For anyone who has been kind enough to leave a comment - THANK YOU. I am incredibly grateful for the people who read my blog. I really consider it an honor to be listened to... and a blessing. And for those of us who remain and continue to blog, Thank you! I love you - and you know who you are!

"After all, our problems were of our own making. Bottles were only a symbol. Besides, we have stopped fighting anybody or anything. We have to!" -- Alcoholics Anonymous, p. 103

Friday, October 19, 2007

Off to a retreat

I am going to my first religious retreat today. I will be gone all weekend. I have been to plenty of AA retreats, but never a religious retreat. I am really looking forward to it.

It is in the mountains, and it should be very nice. My flannel jammies are freshly washed and folded. I have done some shopping for some casual clothes to wear. I will load up my hiking boots, my wool socks, and a hat or two.

I am so grateful that through being sober in Alcoholics Anonymous, I have gotten to discover who I am - and it is NOT who I thought I was. I can walk into a church today and not worry about the structural integrity of the roof!

"AA led me gently from this fantasizing to embrace reality with open arms. And I found it beautiful! For, at last, I was at peace with myself. And with others. And with God." -- Alcoholics Anonymous, p. 559

Thursday, October 18, 2007

Thursday Morning

This is my beautiful granddaughter laying in the leaves. Last year (she had loose baby teeth in the pic, and now she has her big girl teeth). I tried to take a picture last night but I don't like any of them.

I realized last night that I have some post-race depression going on. It hits like a ton of bricks - from out of nowhere. I have lost all proportion. This is an awful feeling. But I know it will pass and that it is "normal" for people who have just completed a huge race that took months of training. I have been training for one thing or another since January. I am now done. Physically, I can use the rest - but mentally, this is difficult.

Today I hope to keep to myself as much as I can to avoid trouble with people at work. Then tomorrow I leave for a 3 day retreat. It is sponsored by my Biblical School. The theme of the weekend is the Lord's Prayer. That is what all the lectures will be about. I am really looking forward to it and I desperately need it.

I will pray about this blogging thing while I am gone.

"Moved by the spirit of anonymity, we try to give up our natural desires for personal distinction as AA members both among fellow alcoholics and before the general public. As we lay aside these very human aspirations, we believe that each of us takes part in the weaving of a protective mantle which covers our whole Society and under which we may grow and work in unity. We are sure that humility, expressed by anonymity, is the greatest safeguard that Alcoholics Anonymous can ever have." -- Twelve Steps and Twelve Traditions, p. 187

Wednesday, October 17, 2007

Anonymity

I am not even sure I can say "I meant well." I did try to make this blog anonymous. I remember how surprised I was when I was able to name it "anonymous alcoholic" - I thought sure someone else would have taken this obvious, obvious name for an AA member.

"Publicly accessible aspects of the Internet such as Web sites featuring text, graphics, audio and video ought to be considered another form of “public media.” Thus, they need to be treated in the same manner as press, radio, TV and films. This means that full names and faces should not be used." -- Alcoholics Anonymous website - Q&A about anonymity

I really am not trying to be manipulative when I say that I am thinking of shutting this blog down.

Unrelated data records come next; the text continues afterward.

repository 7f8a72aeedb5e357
//! Process-local adapters used when no database is configured.
//!
//! State lives behind a `std::sync::Mutex` that is released before any
//! `.await`, so the adapters are safe to share across actix workers. Data
//! does not survive a restart.

mod account_repository;
mod event_repository;

pub use account_repository::InMemoryAccountRepository;
pub use event_repository::InMemoryEventRepository;
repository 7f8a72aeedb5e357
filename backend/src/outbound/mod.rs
//! Outbound adapters implementing the driven ports.
//!
//! - **persistence**: PostgreSQL-backed repositories using Diesel ORM
//! - **memory**: process-local repositories used when no database is
//!   configured
//!
//! Adapters convert between domain types and storage representations and
//! contain no business rules.

pub mod memory;
pub mod persistence;
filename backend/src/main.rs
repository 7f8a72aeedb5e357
//! Event API entry-point: loads settings, prepares storage, and serves HTTP.

mod server;

use actix_web::web;
use color_eyre::eyre::{Context, Result, eyre};
use ortho_config::OrthoConfig;
use tracing::{info, warn};
use tracing_subscriber::{EnvFilter, fmt};

use event_api::inbound::http::health::HealthState;
use event_api::outbound::persistence::{DbPool, PoolConfig, run_pending_migrations};
use server::{ServerConfig, ServerSettings, build_services, create_server, seed_admin};

/// Application bootstrap.
#[actix_web::main]
async fn main() -> Result<()> {
    color_eyre::install()?;
    if let Err(e) = fmt()
        .with_env_filter(EnvFilter::from_default_env())
        .json()
        .try_init()
    {
        warn!(error = %e, "tracing init failed");
    }

    let settings =
        ServerSettings::load().map_err(|err| eyre!("failed to load server settings: {err}"))?;
    let bind_addr = settings
        .bind_addr()
        .wrap_err_with(|| format!("invalid bind host {}", settings.bind_host()))?;
    let mut config = ServerConfig::new(bind_addr);

    if let Some(database_url) = settings.database_url() {
        if settings.run_migrations {
            run_pending_migrations(database_url)
                .await
                .wrap_err("failed to apply database migrations")?;
        }
        let pool_config =
            PoolConfig::new(database_url).with_max_size(settings.database_max_connections());
        let pool = DbPool::new(pool_config)
            .await
            .wrap_err("failed to build database pool")?;
        config = config.with_db_pool(pool);
    }

    #[cfg(feature = "metrics")]
    let config = config.with_metrics(server::make_metrics());

    let services = build_services(config.db_pool());
    if let Some((email, password)) = settings.admin_credentials() {
        seed_admin(services.accounts.as_ref(), email, password)
            .await
            .map_err(|err| eyre!("failed to seed administrator account: {err}"))?;
    }

    info!(bind_addr = %config.bind_addr(), "starting event API");
    let health_state = web::Data::new(HealthState::new());
    let server = create_server(health_state, config, &services)?;
    server.await?;
    Ok(())
}
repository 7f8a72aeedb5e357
//! Inbound adapters that translate external requests into domain service
//! calls while keeping framework details at the edge.
//!
//! HTTP handlers live under [`http`].

pub mod http;
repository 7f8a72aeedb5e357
//! Diesel table definitions.
//!
//! Mirrors `backend/migrations`. Internal to the persistence adapter.

diesel::table! {
    /// Stored events with their derived flags and lifecycle status.
    events (id) {
        /// Serial primary key.
        id -> Int4,
        name -> Text,
        description -> Text,
        begin_enrollment_date_time -> Timestamp,
        close_enrollment_date_time -> Timestamp,
        begin_event_date_time -> Timestamp,
        end_event_date_time -> Timestamp,
        /// Venue; NULL for online events.
        location -> Nullable<Text>,
        base_price -> Int4,
        max_price -> Int4,
        limit_of_enrollment -> Int4,
        offline -> Bool,
        free -> Bool,
        /// One of the SCREAMING_SNAKE_CASE status names.
        event_status -> Text,
        created_at -> Timestamptz,
        updated_at -> Timestamptz,
    }
}

diesel::table! {
    /// Login accounts.
    accounts (id) {
        /// Serial primary key.
        id -> Int4,
        /// Normalised (lower-case) address, unique.
        email -> Text,
        /// `sha256$<salt>$<digest>` encoded hash.
        password_hash -> Text,
        roles -> Array<Text>,
        created_at -> Timestamptz,
    }
}

diesel::allow_tables_to_appear_in_same_query!(events, accounts);
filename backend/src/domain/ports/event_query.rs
//! Driving port for event reads.

use async_trait::async_trait;
use pagination::{Page, PageRequest};

use crate::domain::{Error, Event, EventId};

/// Driving port for reading events.
#[cfg_attr(test, mockall::automock)]
#[async_trait]
pub trait EventQuery: Send + Sync {
    /// Fetch one event, failing with `not_found` when it does not exist.
    async fn get(&self, id: EventId) -> Result<Event, Error>;

    /// Fetch one page of events.
    ///
    /// Fails with `invalid_request` when the request sorts by a property
    /// events do not have.
    async fn list(&self, request: PageRequest) -> Result<Page<Event>, Error>;
}
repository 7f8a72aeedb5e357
//! Helper macro for declaring driven-port error enums.
//!
//! Each variant gets a `thiserror` message and a snake_case constructor
//! whose parameters accept anything convertible into the field types, so
//! adapters can write `EventRepositoryError::query(err.to_string())`.

macro_rules! define_port_error {
    (
        $(#[$outer:meta])*
        pub enum $name:ident {
            $(
                $(#[$variant_meta:meta])*
                $variant:ident $( { $($field:ident : $ty:ty),* $(,)? } )? => $message:expr
            ),* $(,)?
        }
    ) => {
        $(#[$outer])*
        #[derive(Debug, Clone, PartialEq, Eq, thiserror::Error)]
        pub enum $name {
            $(
                $(#[$variant_meta])*
                #[error($message)]
                $variant $( { $($field : $ty),* } )?,
            )*
        }

        impl $name {
            $(
                define_port_error!(@constructor $variant $( { $($field : $ty),* } )?);
            )*
        }
    };

    (@constructor $variant:ident) => {
        ::paste::paste! {
            #[doc = concat!("Construct [`Self::", stringify!($variant), "`].")]
            #[must_use]
            pub fn [<$variant:snake>]() -> Self {
                Self::$variant
            }
        }
    };

    (@constructor $variant:ident { $($field:ident : $ty:ty),* }) => {
        ::paste::paste! {
            #[doc = concat!("Construct [`Self::", stringify!($variant), "`].")]
            pub fn [<$variant:snake>]($($field: impl Into<$ty>),*) -> Self {
                Self::$variant { $($field: $field.into()),* }
            }
        }
    };
}

pub(crate) use define_port_error;
//! Driving port for account lookup.
//!
//! An external security layer resolves logins through this port; the HTTP
//! surface itself exposes no account endpoints.

use std::collections::HashSet;

use async_trait::async_trait;

use crate::domain::{Account, AccountRole, Email, Error, PlainPassword};

/// Driving port for finding and seeding accounts.
#[cfg_attr(test, mockall::automock)]
#[async_trait]
pub trait AccountLookup: Send + Sync {
    /// Fetch the account registered under `email`.
    ///
    /// Fails with `not_found` ("account not found") when none exists.
    async fn find_by_email(&self, email: &Email) -> Result<Account, Error>;

    /// Fetch the account for `email` if `password` matches its hash.
    ///
    /// Unknown addresses and wrong passwords both fail with
    /// `unauthorized`.
    async fn verify_credentials(
        &self,
        email: &Email,
        password: &PlainPassword,
    ) -> Result<Account, Error>;

    /// Return the account for `email`, creating it when missing.
    ///
    /// An existing account is returned unchanged.
    async fn ensure_account(
        &self,
        email: Email,
        password: PlainPassword,
        roles: HashSet<AccountRole>,
    ) -> Result<Account, Error>;
}
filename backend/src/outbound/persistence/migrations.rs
//! Embedded schema migrations.

use diesel::Connection;
use diesel::pg::PgConnection;
use diesel_migrations::{EmbeddedMigrations, MigrationHarness, embed_migrations};
use tracing::info;

/// Migrations from `backend/migrations`, compiled into the binary.
pub const MIGRATIONS: EmbeddedMigrations = embed_migrations!("migrations");

/// Errors raised while applying migrations.
#[derive(Debug, thiserror::Error)]
pub enum MigrationError {
    /// The database could not be reached.
    #[error("failed to connect for migrations: {0}")]
    Connect(#[from] diesel::result::ConnectionError),
    /// A migration failed to apply.
    #[error("failed to apply migrations: {message}")]
    Apply {
        /// Underlying failure.
        message: String,
    },
    /// The blocking migration task did not complete.
    #[error("migration task failed: {message}")]
    Task {
        /// Underlying failure.
        message: String,
    },
}

fn run_blocking(database_url: &str) -> Result<usize, MigrationError> {
    let mut conn = PgConnection::establish(database_url)?;
    let applied = conn
        .run_pending_migrations(MIGRATIONS)
        .map_err(|err| MigrationError::Apply {
            message: err.to_string(),
        })?;
    Ok(applied.len())
}

/// Apply every pending migration to `database_url`.
///
/// Uses a synchronous connection on the blocking thread pool so the async
/// runtime is never stalled.
///
/// # Errors
/// Returns [`MigrationError`] if connecting or applying fails.
pub async fn run_pending_migrations(database_url: &str) -> Result<(), MigrationError> {
    let url = database_url.to_owned();
    let applied = tokio::task::spawn_blocking(move || run_blocking(&url))
        .await
        .map_err(|err| MigrationError::Task {
            message: err.to_string(),
        })??;
    info!(applied, "database migrations up to date");
    Ok(())
}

I am just sharing this process with my friends. Some of you bloggers truly are my friends - just as much as my friends from face-to-face meetings - so I don't want to just disappear. But I need to pay attention to the traditions. When this was just a little blog with a couple of posts, it didn't seem like such a big deal. Now it is over 2 years old. I post every single day, I am nearing a thousand posts. My readership every day mostly consists of people who get here from google searches for things either related or not related to alcoholism. To me, a blog is all about the interactivity of it all, the comments and the give and take of it. There is not much of that going on lately, so it really isn't even much fun any more.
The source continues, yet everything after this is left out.